What you should do >>
Nothing but the lines from the one containing "pub fn contains(&self, p: &Point2<Sc>)" through the end of the data below may appear in the response, each one exact.

Records for the exercise >>
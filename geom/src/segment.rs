//! Line segments in the plane.

use re::math::{
    Angle, ApproxEq, Point2, Vec2,
    float::{self, Float},
    rotate2, translate2,
};

/// A line segment between two points.
#[derive(Copy, Clone, Debug, Default, PartialEq)]
pub struct LineSegment<Sc = f64> {
    pub start: Point2<Sc>,
    pub end: Point2<Sc>,
}

/// Line segment with `f64` coordinates.
pub type LineSegment2d = LineSegment<f64>;
/// Line segment with `f32` coordinates.
pub type LineSegment2f = LineSegment<f32>;

impl<Sc: Float> LineSegment<Sc> {
    /// Returns a new line segment from `start` to `end`.
    pub const fn new(start: Point2<Sc>, end: Point2<Sc>) -> Self {
        Self { start, end }
    }

    /// Returns the vector from `start` to `end`.
    pub fn dir(&self) -> Vec2<Sc> {
        self.end - self.start
    }

    /// Returns the length of `self`.
    pub fn len(&self) -> Sc {
        self.start.distance(&self.end)
    }

    /// Returns the point at parameter `t`, where `start` is at 0 and `end`
    /// at 1. Values outside [0, 1] extrapolate along the line.
    pub fn point_at(&self, t: Sc) -> Point2<Sc> {
        self.start + self.dir() * t
    }

    /// Returns the point on `self` closest to `p`.
    ///
    /// A degenerate segment returns its single point.
    pub fn closest_point(&self, p: &Point2<Sc>) -> Point2<Sc> {
        let d = self.dir();
        let len_sqr = d.len_sqr();
        if len_sqr == Sc::ZERO {
            return self.start;
        }
        let t = (*p - self.start).dot(&d) / len_sqr;
        self.point_at(float::saturate(t))
    }

    /// Returns whether `p` lies on `self`, within the default tolerance.
    pub fn contains(&self, p: &Point2<Sc>) -> bool {
        self.closest_point(p).approx_eq(p)
    }

    /// Returns the intersection point of `self` and `other`, if any.
    ///
    /// If the segments are collinear and overlap, returns the point of the
    /// overlap closest to `self.start`.
    ///
    /// # Examples
    /// ```
    /// use geoprim_geom::segment::LineSegment;
    /// use re::math::pt2;
    ///
    /// //   D   B
    /// //    \ /
    /// //     X
    /// //    / \
    /// //   A   C
    /// let ab = LineSegment::new(pt2(0.0, 0.0), pt2(1.0, 1.0));
    /// let cd = LineSegment::new(pt2(1.0, 0.0), pt2(0.0, 1.0));
    /// assert_eq!(ab.intersection(&cd), Some(pt2(0.5, 0.5)));
    /// ```
    pub fn intersection(&self, other: &Self) -> Option<Point2<Sc>> {
        let (r, s) = (self.dir(), other.dir());
        let qp = other.start - self.start;
        let denom = r.perp_dot(&s);

        if denom.approx_eq(&Sc::ZERO) {
            if !qp.perp_dot(&r).approx_eq(&Sc::ZERO) {
                // Parallel, disjoint
                return None;
            }
            // Collinear
            let rr = r.len_sqr();
            if rr == Sc::ZERO {
                return other.contains(&self.start).then_some(self.start);
            }
            let t0 = qp.dot(&r) / rr;
            let t1 = (other.end - self.start).dot(&r) / rr;
            let lo = float::max(Sc::ZERO, float::min(t0, t1));
            let hi = float::min(Sc::ONE, float::max(t0, t1));
            return (lo <= hi).then(|| self.point_at(lo));
        }

        let t = qp.perp_dot(&s) / denom;
        let u = qp.perp_dot(&r) / denom;
        let unit = Sc::ZERO..=Sc::ONE;
        (unit.contains(&t) && unit.contains(&u)).then(|| self.point_at(t))
    }

    /// Returns `self` translated by `v`.
    #[must_use]
    pub fn translate(&self, v: Vec2<Sc>) -> Self {
        Self::new(self.start + v, self.end + v)
    }

    /// Returns `self` rotated counter-clockwise by `angle` about its
    /// midpoint.
    #[must_use]
    pub fn rotate(&self, angle: Angle<Sc>) -> Self {
        let c = self.start.midpoint(&self.end).to_vec();
        let m = translate2(c) * rotate2(angle) * translate2(-c);
        Self::new(m.apply(&self.start), m.apply(&self.end))
    }
}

Task response >>
    pub fn contains(&self, p: &Point2<Sc>) -> bool {
        self.closest_point(p).approx_eq(p)
    }

    /// Returns the intersection point of `self` and `other`, if any.
    ///
    /// If the segments are collinear and overlap, returns the point of the
    /// overlap closest to `self.start`.
    ///
    /// # Examples
    /// ```
    /// use geoprim_geom::segment::LineSegment;
    /// use re::math::pt2;
    ///
    /// //   D   B
    /// //    \ /
    /// //     X
    /// //    / \
    /// //   A   C
    /// let ab = LineSegment::new(pt2(0.0, 0.0), pt2(1.0, 1.0));
    /// let cd = LineSegment::new(pt2(1.0, 0.0), pt2(0.0, 1.0));
    /// assert_eq!(ab.intersection(&cd), Some(pt2(0.5, 0.5)));
    /// ```
    pub fn intersection(&self, other: &Self) -> Option<Point2<Sc>> {
        let (r, s) = (self.dir(), other.dir());
        let qp = other.start - self.start;
        let denom = r.perp_dot(&s);

        if denom.approx_eq(&Sc::ZERO) {
            if !qp.perp_dot(&r).approx_eq(&Sc::ZERO) {
                // Parallel, disjoint
                return None;
            }
            // Collinear
            let rr = r.len_sqr();
            if rr == Sc::ZERO {
                return other.contains(&self.start).then_some(self.start);
            }
            let t0 = qp.dot(&r) / rr;
            let t1 = (other.end - self.start).dot(&r) / rr;
            let lo = float::max(Sc::ZERO, float::min(t0, t1));
            let hi = float::min(Sc::ONE, float::max(t0, t1));
            return (lo <= hi).then(|| self.point_at(lo));
        }

        let t = qp.perp_dot(&s) / denom;
        let u = qp.perp_dot(&r) / denom;
        let unit = Sc::ZERO..=Sc::ONE;
        (unit.contains(&t) && unit.contains(&u)).then(|| self.point_at(t))
    }

    /// Returns `self` translated by `v`.
    #[must_use]
    pub fn translate(&self, v: Vec2<Sc>) -> Self {
        Self::new(self.start + v, self.end + v)
    }

    /// Returns `self` rotated counter-clockwise by `angle` about its
    /// midpoint.
    #[must_use]
    pub fn rotate(&self, angle: Angle<Sc>) -> Self {
        let c = self.start.midpoint(&self.end).to_vec();
        let m = translate2(c) * rotate2(angle) * translate2(-c);
        Self::new(m.apply(&self.start), m.apply(&self.end))
    }
}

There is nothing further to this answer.